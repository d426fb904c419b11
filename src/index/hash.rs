//! Separate-chaining hash index with load-factor-triggered growth.
//!
//! Words are placed by a polynomial rolling hash; collisions go into the
//! bucket's chain. Inserting a posting for a word already present merges
//! document counts in place. When the load ratio exceeds 0.75 after an insert
//! the table doubles its capacity and reinserts every posting under the new
//! bucket count, so insertion stays O(1) amortized.

use crate::posting::Posting;

/// Default number of buckets for a new table.
pub const DEFAULT_CAPACITY: usize = 53;

/// Rehash once the element count exceeds this fraction of the capacity.
pub const MAX_LOAD_RATIO: f64 = 0.75;

/// Base of the polynomial rolling hash.
const HASH_BASE: u64 = 31;

/// Large prime modulus applied to the intermediate sum before the final
/// reduction mod capacity.
const HASH_MODULUS: u64 = 1_000_000_009;

/// A chained hash table keyed by word.
#[derive(Debug, Clone)]
pub struct HashIndex {
    buckets: Vec<Vec<Posting>>,
    len: usize,
}

impl HashIndex {
    /// Create a table with the default initial capacity.
    pub fn new() -> Self {
        Self::with_capacity(DEFAULT_CAPACITY)
    }

    /// Create a table with a given number of buckets.
    pub fn with_capacity(capacity: usize) -> Self {
        let capacity = capacity.max(1);
        HashIndex {
            buckets: vec![Vec::new(); capacity],
            len: 0,
        }
    }

    /// Number of distinct words in the table.
    pub fn len(&self) -> usize {
        self.len
    }

    /// Check if the table is empty.
    pub fn is_empty(&self) -> bool {
        self.len == 0
    }

    /// Current number of buckets. Grows by doubling, never shrinks.
    pub fn capacity(&self) -> usize {
        self.buckets.len()
    }

    /// Element count divided by capacity.
    pub fn load_ratio(&self) -> f64 {
        self.len as f64 / self.capacity() as f64
    }

    /// Insert a posting, merging document counts if the word already exists.
    pub fn insert(&mut self, posting: Posting) {
        let index = self.bucket_of(&posting.word);

        match self.buckets[index]
            .iter_mut()
            .find(|p| p.word == posting.word)
        {
            Some(existing) => existing.merge(&posting),
            None => {
                self.buckets[index].push(posting);
                self.len += 1;
            }
        }

        if self.load_ratio() > MAX_LOAD_RATIO {
            self.rehash();
        }
    }

    /// Look up a word, returning only the matching posting.
    ///
    /// Other postings sharing the bucket are never exposed, so colliding
    /// words cannot contribute counts to each other.
    pub fn find(&self, word: &str) -> Option<&Posting> {
        let index = self.bucket_of(word);
        self.buckets[index].iter().find(|p| p.word == word)
    }

    /// In-order-of-bucket iterator over all postings.
    pub fn iter(&self) -> impl Iterator<Item = &Posting> {
        self.buckets.iter().flatten()
    }

    /// Polynomial rolling hash reduced to a bucket index.
    ///
    /// `h = sum((byte - 'a' + 1) * 31^i) mod 1e9+9`, then mod capacity.
    /// Ingested words are lowercase alphabetic; wrapping arithmetic keeps the
    /// function total and deterministic for any other byte.
    fn bucket_of(&self, word: &str) -> usize {
        let mut hash: u64 = 0;
        let mut power: u64 = 1;
        for byte in word.bytes() {
            let value = u64::from(byte)
                .wrapping_sub(u64::from(b'a'))
                .wrapping_add(1)
                % HASH_MODULUS;
            hash = (hash + value * power) % HASH_MODULUS;
            power = (power * HASH_BASE) % HASH_MODULUS;
        }
        (hash % self.capacity() as u64) as usize
    }

    /// Double the capacity and reinsert every posting under the new bucket
    /// count. No entries are lost or duplicated.
    fn rehash(&mut self) {
        let new_capacity = self.capacity() * 2;
        let old_buckets = std::mem::replace(&mut self.buckets, vec![Vec::new(); new_capacity]);
        self.len = 0;

        for bucket in old_buckets {
            for posting in bucket {
                let index = self.bucket_of(&posting.word);
                self.buckets[index].push(posting);
                self.len += 1;
            }
        }
    }
}

impl Default for HashIndex {
    fn default() -> Self {
        Self::new()
    }
}
//! # Verba
//!
//! An in-memory inverted index over small sets of text documents, built twice
//! from the same input: once as a height-balanced AVL tree and once as a
//! separate-chaining hash table with dynamic growth. Multi-word frequency
//! queries ("how many times does word W appear, and in which documents?") run
//! against either structure so their latency can be compared.
//!
//! ## Components
//!
//! - [`posting`] — the word-to-document-counts record stored by both indexes
//! - [`index`] — the AVL tree and the chained hash table
//! - [`analysis`] — word normalization shared by ingest and query
//! - [`ingest`] — feeds `(word, document)` pairs into both indexes
//! - [`query`] — per-word lookups and exact-format result rendering
//! - [`cli`] — command line interface including the timing harness

pub mod analysis;
pub mod cli;
pub mod error;
pub mod index;
pub mod ingest;
pub mod posting;
pub mod query;

// Version information
pub const VERSION: &str = env!("CARGO_PKG_VERSION");
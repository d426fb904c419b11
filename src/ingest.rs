//! Document ingestion: turn raw text into postings and feed both indexes.
//!
//! Each normalized word becomes a single-document posting with count 1 which
//! is inserted into the AVL index and the hash index alike, so the two
//! structures always hold the same merged contents.

use std::fs;
use std::path::Path;

use crate::analysis::WordTokenizer;
use crate::error::Result;
use crate::index::{AvlIndex, HashIndex};
use crate::posting::Posting;

/// Statistics for one ingested document.
#[derive(Debug, Clone, PartialEq, Eq)]
pub struct IngestStats {
    /// Document name the postings were recorded under.
    pub document: String,
    /// Number of words fed to the indexes (after normalization).
    pub tokens: usize,
}

/// Feeds `(word, document)` pairs into both index structures.
#[derive(Debug, Clone, Default)]
pub struct Ingestor {
    tokenizer: WordTokenizer,
}

impl Ingestor {
    /// Create a new ingestor.
    pub fn new() -> Self {
        Ingestor {
            tokenizer: WordTokenizer::new(),
        }
    }

    /// Ingest raw text under a document name.
    pub fn ingest_text(
        &self,
        document: &str,
        text: &str,
        avl: &mut AvlIndex,
        hash: &mut HashIndex,
    ) -> IngestStats {
        let mut tokens = 0;
        for word in self.tokenizer.tokenize(text) {
            let posting = Posting::single(word, document, 1);
            avl.insert(posting.clone());
            hash.insert(posting);
            tokens += 1;
        }
        IngestStats {
            document: document.to_string(),
            tokens,
        }
    }

    /// Read a file and ingest its contents, using the path as the document
    /// name. An unreadable file is an error for the caller to report; the
    /// indexes simply receive no postings for it.
    pub fn ingest_file<P: AsRef<Path>>(
        &self,
        path: P,
        avl: &mut AvlIndex,
        hash: &mut HashIndex,
    ) -> Result<IngestStats> {
        let path = path.as_ref();
        let text = fs::read_to_string(path)?;
        Ok(self.ingest_text(&path.display().to_string(), &text, avl, hash))
    }
}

____

__The task__. Every record should be output precisely as it was given.

__Result below__.
repository d426fb904c419b11
filename src/index/hash.rs
//! Separate-chaining hash index with load-factor-triggered growth.
//!
//! Words are placed by a polynomial rolling hash; collisions go into the
//! bucket's chain. Inserting a posting for a word already present merges
//! document counts in place. When the load ratio exceeds 0.75 after an insert
//! the table doubles its capacity and reinserts every posting under the new
//! bucket count, so insertion stays O(1) amortized.

use crate::posting::Posting;

/// Default number of buckets for a new table.
pub const DEFAULT_CAPACITY: usize = 53;

/// Rehash once the element count exceeds this fraction of the capacity.
pub const MAX_LOAD_RATIO: f64 = 0.75;

/// Base of the polynomial rolling hash.
const HASH_BASE: u64 = 31;

/// Large prime modulus applied to the intermediate sum before the final
/// reduction mod capacity.
const HASH_MODULUS: u64 = 1_000_000_009;

/// A chained hash table keyed by word.
#[derive(Debug, Clone)]
pub struct HashIndex {
    buckets: Vec<Vec<Posting>>,
    len: usize,
}

impl HashIndex {
    /// Create a table with the default initial capacity.
    pub fn new() -> Self {
        Self::with_capacity(DEFAULT_CAPACITY)
    }

    /// Create a table with a given number of buckets.
    pub fn with_capacity(capacity: usize) -> Self {
        let capacity = capacity.max(1);
        HashIndex {
            buckets: vec![Vec::new(); capacity],
            len: 0,
        }
    }

    /// Number of distinct words in the table.
    pub fn len(&self) -> usize {
        self.len
    }

    /// Check if the table is empty.
    pub fn is_empty(&self) -> bool {
        self.len == 0
    }

    /// Current number of buckets. Grows by doubling, never shrinks.
    pub fn capacity(&self) -> usize {
        self.buckets.len()
    }

    /// Element count divided by capacity.
    pub fn load_ratio(&self) -> f64 {
        self.len as f64 / self.capacity() as f64
    }

    /// Insert a posting, merging document counts if the word already exists.
    pub fn insert(&mut self, posting: Posting) {
        let index = self.bucket_of(&posting.word);

        match self.buckets[index]
            .iter_mut()
            .find(|p| p.word == posting.word)
        {
            Some(existing) => existing.merge(&posting),
            None => {
                self.buckets[index].push(posting);
                self.len += 1;
            }
        }

        if self.load_ratio() > MAX_LOAD_RATIO {
            self.rehash();
        }
    }

    /// Look up a word, returning only the matching posting.
    ///
    /// Other postings sharing the bucket are never exposed, so colliding
    /// words cannot contribute counts to each other.
    pub fn find(&self, word: &str) -> Option<&Posting> {
        let index = self.bucket_of(word);
        self.buckets[index].iter().find(|p| p.word == word)
    }

    /// In-order-of-bucket iterator over all postings.
    pub fn iter(&self) -> impl Iterator<Item = &Posting> {
        self.buckets.iter().flatten()
    }

    /// Polynomial rolling hash reduced to a bucket index.
    ///
    /// `h = sum((byte - 'a' + 1) * 31^i) mod 1e9+9`, then mod capacity.
    /// Ingested words are lowercase alphabetic; wrapping arithmetic keeps the
    /// function total and deterministic for any other byte.
    fn bucket_of(&self, word: &str) -> usize {
        let mut hash: u64 = 0;
        let mut power: u64 = 1;
        for byte in word.bytes() {
            let value = u64::from(byte)
                .wrapping_sub(u64::from(b'a'))
                .wrapping_add(1)
                % HASH_MODULUS;
            hash = (hash + value * power) % HASH_MODULUS;
            power = (power * HASH_BASE) % HASH_MODULUS;
        }
        (hash % self.capacity() as u64) as usize
    }

    /// Double the capacity and reinsert every posting under the new bucket
    /// count. No entries are lost or duplicated.
    fn rehash(&mut self) {
        let new_capacity = self.capacity() * 2;
        let old_buckets = std::mem::replace(&mut self.buckets, vec![Vec::new(); new_capacity]);
        self.len = 0;

        for bucket in old_buckets {
            for posting in bucket {
                let index = self.bucket_of(&posting.word);
                self.buckets[index].push(posting);
                self.len += 1;
            }
        }
    }
}

impl Default for HashIndex {
    fn default() -> Self {
        Self::new()
    }
}
//! # Verba
//!
//! An in-memory inverted index over small sets of text documents, built twice
//! from the same input: once as a height-balanced AVL tree and once as a
//! separate-chaining hash table with dynamic growth. Multi-word frequency
//! queries ("how many times does word W appear, and in which documents?") run
//! against either structure so their latency can be compared.
//!
//! ## Components
//!
//! - [`posting`] — the word-to-document-counts record stored by both indexes
//! - [`index`] — the AVL tree and the chained hash table
//! - [`analysis`] — word normalization shared by ingest and query
//! - [`ingest`] — feeds `(word, document)` pairs into both indexes
//! - [`query`] — per-word lookups and exact-format result rendering
//! - [`cli`] — command line interface including the timing harness

pub mod analysis;
pub mod cli;
pub mod error;
pub mod index;
pub mod ingest;
pub mod posting;
pub mod query;

// Version information
pub const VERSION: &str = env!("CARGO_PKG_VERSION");
repository d426fb904c419b11
filename src/ingest.rs
//! Document ingestion: turn raw text into postings and feed both indexes.
//!
//! Each normalized word becomes a single-document posting with count 1 which
//! is inserted into the AVL index and the hash index alike, so the two
//! structures always hold the same merged contents.

use std::fs;
use std::path::Path;

use crate::analysis::WordTokenizer;
use crate::error::Result;
use crate::index::{AvlIndex, HashIndex};
use crate::posting::Posting;

/// Statistics for one ingested document.
#[derive(Debug, Clone, PartialEq, Eq)]
pub struct IngestStats {
    /// Document name the postings were recorded under.
    pub document: String,
    /// Number of words fed to the indexes (after normalization).
    pub tokens: usize,
}

/// Feeds `(word, document)` pairs into both index structures.
#[derive(Debug, Clone, Default)]
pub struct Ingestor {
    tokenizer: WordTokenizer,
}

impl Ingestor {
    /// Create a new ingestor.
    pub fn new() -> Self {
        Ingestor {
            tokenizer: WordTokenizer::new(),
        }
    }

    /// Ingest raw text under a document name.
    pub fn ingest_text(
        &self,
        document: &str,
        text: &str,
        avl: &mut AvlIndex,
        hash: &mut HashIndex,
    ) -> IngestStats {
        let mut tokens = 0;
        for word in self.tokenizer.tokenize(text) {
            let posting = Posting::single(word, document, 1);
            avl.insert(posting.clone());
            hash.insert(posting);
            tokens += 1;
        }
        IngestStats {
            document: document.to_string(),
            tokens,
        }
    }

    /// Read a file and ingest its contents, using the path as the document
    /// name. An unreadable file is an error for the caller to report; the
    /// indexes simply receive no postings for it.
    pub fn ingest_file<P: AsRef<Path>>(
        &self,
        path: P,
        avl: &mut AvlIndex,
        hash: &mut HashIndex,
    ) -> Result<IngestStats> {
        let path = path.as_ref();
        let text = fs::read_to_string(path)?;
        Ok(self.ingest_text(&path.display().to_string(), &text, avl, hash))
    }
}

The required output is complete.